# [Requirement]
The answer should consist solely of the lines from the first one below through the line containing "for FFT analysis", copied exactly.

# [Material for the task]
********

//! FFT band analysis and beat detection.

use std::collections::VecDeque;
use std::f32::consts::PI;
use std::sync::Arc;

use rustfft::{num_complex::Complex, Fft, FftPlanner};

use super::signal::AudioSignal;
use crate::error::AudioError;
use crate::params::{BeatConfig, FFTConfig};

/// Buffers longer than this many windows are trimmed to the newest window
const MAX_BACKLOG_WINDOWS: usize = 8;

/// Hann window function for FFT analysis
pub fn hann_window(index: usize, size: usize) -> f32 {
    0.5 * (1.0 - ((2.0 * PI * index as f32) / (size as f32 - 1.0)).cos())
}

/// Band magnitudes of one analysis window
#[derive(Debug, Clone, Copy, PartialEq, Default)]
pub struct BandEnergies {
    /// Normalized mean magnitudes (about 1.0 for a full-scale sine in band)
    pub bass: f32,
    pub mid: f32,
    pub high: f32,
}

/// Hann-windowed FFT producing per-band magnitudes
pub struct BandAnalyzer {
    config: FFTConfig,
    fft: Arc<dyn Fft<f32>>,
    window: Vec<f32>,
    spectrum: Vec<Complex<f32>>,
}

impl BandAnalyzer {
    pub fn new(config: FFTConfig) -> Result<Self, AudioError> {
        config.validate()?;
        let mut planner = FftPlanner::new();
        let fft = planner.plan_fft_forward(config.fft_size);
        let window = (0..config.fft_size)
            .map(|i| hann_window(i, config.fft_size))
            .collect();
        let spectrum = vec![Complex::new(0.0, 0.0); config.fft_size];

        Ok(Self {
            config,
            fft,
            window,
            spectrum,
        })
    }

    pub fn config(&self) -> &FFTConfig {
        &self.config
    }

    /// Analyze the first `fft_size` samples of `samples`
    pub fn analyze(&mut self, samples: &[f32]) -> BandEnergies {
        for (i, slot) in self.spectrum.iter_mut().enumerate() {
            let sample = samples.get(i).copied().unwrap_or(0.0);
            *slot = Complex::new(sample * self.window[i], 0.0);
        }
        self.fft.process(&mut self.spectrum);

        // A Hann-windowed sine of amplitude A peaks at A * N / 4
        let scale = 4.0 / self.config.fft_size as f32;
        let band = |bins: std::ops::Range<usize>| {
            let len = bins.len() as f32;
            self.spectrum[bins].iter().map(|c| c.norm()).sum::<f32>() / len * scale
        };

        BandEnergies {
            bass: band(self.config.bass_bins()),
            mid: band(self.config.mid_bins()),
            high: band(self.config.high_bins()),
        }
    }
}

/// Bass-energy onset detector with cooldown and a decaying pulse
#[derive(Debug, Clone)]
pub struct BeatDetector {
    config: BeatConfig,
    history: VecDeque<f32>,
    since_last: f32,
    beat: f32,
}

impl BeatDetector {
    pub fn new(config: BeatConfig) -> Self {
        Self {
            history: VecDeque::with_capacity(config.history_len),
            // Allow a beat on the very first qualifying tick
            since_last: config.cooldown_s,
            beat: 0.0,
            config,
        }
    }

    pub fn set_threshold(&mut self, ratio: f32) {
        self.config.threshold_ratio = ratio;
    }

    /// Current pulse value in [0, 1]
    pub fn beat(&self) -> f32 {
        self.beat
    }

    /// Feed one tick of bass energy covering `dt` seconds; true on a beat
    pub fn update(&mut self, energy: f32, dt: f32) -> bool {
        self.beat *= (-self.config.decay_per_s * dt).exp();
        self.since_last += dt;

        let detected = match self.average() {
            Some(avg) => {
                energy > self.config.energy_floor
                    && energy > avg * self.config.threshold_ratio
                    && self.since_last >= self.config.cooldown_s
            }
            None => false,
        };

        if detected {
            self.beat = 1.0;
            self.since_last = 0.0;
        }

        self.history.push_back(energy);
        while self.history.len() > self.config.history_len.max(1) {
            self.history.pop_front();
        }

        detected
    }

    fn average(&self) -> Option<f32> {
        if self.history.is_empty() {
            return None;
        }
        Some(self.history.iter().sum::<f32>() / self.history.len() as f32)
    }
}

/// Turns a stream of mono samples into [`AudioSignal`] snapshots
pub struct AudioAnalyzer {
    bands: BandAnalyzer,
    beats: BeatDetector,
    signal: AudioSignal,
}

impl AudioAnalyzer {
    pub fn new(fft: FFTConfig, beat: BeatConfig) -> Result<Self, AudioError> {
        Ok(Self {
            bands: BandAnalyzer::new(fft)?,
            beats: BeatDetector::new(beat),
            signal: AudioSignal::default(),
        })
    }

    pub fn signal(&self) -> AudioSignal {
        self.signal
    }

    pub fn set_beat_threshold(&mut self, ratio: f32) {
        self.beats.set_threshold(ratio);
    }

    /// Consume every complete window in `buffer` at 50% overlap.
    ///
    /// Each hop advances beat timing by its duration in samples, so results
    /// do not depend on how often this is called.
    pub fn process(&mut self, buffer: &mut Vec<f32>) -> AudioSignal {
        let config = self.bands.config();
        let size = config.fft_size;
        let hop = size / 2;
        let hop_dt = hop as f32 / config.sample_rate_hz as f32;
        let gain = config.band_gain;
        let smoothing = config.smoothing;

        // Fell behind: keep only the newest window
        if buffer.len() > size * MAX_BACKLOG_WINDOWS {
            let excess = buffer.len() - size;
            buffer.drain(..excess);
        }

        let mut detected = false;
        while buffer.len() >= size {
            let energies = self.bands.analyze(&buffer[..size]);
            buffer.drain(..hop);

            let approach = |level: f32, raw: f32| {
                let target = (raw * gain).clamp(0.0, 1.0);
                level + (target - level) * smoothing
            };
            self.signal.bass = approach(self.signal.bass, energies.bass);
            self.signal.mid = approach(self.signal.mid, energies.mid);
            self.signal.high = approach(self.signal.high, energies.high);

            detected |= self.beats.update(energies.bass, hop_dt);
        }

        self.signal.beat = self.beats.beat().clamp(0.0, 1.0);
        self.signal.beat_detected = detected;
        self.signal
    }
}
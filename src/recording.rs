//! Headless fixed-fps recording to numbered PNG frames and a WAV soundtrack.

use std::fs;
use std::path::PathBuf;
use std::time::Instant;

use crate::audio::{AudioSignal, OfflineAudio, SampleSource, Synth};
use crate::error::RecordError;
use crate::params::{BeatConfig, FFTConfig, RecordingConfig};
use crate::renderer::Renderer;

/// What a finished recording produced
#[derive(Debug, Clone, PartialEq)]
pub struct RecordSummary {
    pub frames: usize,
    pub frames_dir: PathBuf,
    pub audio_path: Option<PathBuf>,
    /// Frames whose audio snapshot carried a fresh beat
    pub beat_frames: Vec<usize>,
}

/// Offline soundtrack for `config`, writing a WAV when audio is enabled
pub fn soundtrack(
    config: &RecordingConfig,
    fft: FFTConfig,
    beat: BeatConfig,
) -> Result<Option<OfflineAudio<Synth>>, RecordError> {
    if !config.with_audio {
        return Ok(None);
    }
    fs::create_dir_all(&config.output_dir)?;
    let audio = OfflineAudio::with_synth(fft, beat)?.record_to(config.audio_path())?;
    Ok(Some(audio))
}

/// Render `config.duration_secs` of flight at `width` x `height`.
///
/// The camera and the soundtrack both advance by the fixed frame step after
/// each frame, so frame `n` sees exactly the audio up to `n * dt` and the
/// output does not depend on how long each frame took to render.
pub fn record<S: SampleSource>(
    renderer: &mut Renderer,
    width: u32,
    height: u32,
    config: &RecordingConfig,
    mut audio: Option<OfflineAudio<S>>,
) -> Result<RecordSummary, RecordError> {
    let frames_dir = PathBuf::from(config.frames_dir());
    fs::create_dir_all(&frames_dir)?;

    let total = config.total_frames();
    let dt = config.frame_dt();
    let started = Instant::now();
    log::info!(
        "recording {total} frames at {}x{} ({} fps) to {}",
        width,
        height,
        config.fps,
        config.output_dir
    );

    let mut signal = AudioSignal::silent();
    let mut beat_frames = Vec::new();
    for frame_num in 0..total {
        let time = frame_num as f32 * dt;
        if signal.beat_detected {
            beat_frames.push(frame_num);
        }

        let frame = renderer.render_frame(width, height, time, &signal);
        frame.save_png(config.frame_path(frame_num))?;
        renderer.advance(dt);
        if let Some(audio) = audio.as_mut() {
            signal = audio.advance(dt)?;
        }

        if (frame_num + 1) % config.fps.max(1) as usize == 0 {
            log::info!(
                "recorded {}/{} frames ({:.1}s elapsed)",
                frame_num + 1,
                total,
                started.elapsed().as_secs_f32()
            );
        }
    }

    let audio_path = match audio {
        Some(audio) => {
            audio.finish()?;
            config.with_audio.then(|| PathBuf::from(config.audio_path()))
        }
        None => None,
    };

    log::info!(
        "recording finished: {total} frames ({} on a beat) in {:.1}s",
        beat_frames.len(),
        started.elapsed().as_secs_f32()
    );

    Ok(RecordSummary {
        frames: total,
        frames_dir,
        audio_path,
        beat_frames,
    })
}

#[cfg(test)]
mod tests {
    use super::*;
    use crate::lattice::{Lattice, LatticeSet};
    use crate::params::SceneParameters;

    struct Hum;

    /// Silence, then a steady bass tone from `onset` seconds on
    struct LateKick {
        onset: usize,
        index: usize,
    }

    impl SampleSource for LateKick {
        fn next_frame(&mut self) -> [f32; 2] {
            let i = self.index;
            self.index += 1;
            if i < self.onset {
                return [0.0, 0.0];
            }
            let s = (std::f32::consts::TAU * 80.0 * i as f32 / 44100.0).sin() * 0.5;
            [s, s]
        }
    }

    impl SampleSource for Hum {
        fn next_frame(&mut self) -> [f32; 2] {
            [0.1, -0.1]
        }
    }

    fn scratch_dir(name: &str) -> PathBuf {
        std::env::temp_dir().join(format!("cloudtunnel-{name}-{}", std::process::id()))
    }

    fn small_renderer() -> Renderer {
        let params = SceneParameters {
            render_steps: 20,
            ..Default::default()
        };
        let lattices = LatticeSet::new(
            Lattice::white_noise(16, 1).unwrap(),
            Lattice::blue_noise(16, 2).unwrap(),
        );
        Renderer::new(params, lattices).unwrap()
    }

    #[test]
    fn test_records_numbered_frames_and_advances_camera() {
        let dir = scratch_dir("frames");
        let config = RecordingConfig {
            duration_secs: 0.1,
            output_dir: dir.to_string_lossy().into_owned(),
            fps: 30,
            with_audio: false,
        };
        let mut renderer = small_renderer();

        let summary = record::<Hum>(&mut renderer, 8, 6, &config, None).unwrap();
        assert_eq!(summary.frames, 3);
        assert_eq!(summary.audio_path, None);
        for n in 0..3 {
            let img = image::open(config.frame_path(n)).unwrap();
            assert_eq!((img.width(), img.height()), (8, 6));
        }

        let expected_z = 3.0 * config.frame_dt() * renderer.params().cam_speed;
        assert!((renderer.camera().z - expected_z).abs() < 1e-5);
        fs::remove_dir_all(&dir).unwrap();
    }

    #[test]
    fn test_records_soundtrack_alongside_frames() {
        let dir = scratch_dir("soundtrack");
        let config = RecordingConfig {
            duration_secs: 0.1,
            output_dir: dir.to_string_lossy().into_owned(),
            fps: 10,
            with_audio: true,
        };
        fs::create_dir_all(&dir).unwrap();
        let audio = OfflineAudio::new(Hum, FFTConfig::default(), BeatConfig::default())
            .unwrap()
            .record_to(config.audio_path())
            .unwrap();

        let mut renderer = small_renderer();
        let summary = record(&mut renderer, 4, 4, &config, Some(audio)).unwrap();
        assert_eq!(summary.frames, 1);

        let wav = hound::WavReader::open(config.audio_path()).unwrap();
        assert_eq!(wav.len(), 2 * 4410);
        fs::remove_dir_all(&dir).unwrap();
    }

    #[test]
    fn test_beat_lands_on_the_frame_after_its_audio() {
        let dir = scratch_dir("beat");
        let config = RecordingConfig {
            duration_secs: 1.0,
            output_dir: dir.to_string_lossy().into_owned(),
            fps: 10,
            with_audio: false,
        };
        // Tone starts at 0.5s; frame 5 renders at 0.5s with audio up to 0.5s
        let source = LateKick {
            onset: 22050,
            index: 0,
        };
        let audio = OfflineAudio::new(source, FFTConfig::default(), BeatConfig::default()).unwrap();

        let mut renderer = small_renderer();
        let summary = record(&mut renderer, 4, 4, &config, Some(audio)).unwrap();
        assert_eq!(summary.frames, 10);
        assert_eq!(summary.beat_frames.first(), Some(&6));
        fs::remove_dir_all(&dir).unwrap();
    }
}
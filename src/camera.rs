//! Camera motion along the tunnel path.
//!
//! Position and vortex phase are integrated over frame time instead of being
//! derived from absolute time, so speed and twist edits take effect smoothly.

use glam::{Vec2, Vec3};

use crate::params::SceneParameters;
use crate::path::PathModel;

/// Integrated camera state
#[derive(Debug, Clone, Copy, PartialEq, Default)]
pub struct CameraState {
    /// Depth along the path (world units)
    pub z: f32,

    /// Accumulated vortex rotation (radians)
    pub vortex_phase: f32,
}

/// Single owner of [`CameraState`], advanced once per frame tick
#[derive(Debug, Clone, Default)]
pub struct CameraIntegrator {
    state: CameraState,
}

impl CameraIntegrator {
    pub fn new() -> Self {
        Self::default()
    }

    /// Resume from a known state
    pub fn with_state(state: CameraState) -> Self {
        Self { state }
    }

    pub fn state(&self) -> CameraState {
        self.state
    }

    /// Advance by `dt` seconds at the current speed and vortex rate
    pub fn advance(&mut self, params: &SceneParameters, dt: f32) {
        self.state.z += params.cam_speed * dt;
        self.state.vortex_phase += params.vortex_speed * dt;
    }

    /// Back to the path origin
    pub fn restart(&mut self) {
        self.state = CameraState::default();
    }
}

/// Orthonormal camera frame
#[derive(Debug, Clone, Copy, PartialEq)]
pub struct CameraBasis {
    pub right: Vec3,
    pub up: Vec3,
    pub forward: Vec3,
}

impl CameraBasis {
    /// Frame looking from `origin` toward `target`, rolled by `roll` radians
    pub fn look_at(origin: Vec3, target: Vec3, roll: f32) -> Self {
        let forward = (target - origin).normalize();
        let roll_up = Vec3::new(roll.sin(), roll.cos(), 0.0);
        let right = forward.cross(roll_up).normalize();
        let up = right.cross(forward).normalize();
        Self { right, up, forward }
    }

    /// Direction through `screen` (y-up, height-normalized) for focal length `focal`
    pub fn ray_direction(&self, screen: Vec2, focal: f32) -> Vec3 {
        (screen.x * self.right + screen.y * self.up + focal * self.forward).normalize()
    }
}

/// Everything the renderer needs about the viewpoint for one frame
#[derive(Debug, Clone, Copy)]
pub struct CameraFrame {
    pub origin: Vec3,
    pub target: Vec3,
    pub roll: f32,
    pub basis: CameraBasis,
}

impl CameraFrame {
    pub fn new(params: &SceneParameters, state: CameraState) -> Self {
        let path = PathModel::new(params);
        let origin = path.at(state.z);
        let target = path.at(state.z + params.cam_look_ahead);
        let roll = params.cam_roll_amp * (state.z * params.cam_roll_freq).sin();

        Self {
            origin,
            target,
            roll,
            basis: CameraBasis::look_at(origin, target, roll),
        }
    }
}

********

# [Response]
//! FFT band analysis and beat detection.

use std::collections::VecDeque;
use std::f32::consts::PI;
use std::sync::Arc;

use rustfft::{num_complex::Complex, Fft, FftPlanner};

use super::signal::AudioSignal;
use crate::error::AudioError;
use crate::params::{BeatConfig, FFTConfig};

/// Buffers longer than this many windows are trimmed to the newest window
const MAX_BACKLOG_WINDOWS: usize = 8;

/// Hann window function for FFT analysis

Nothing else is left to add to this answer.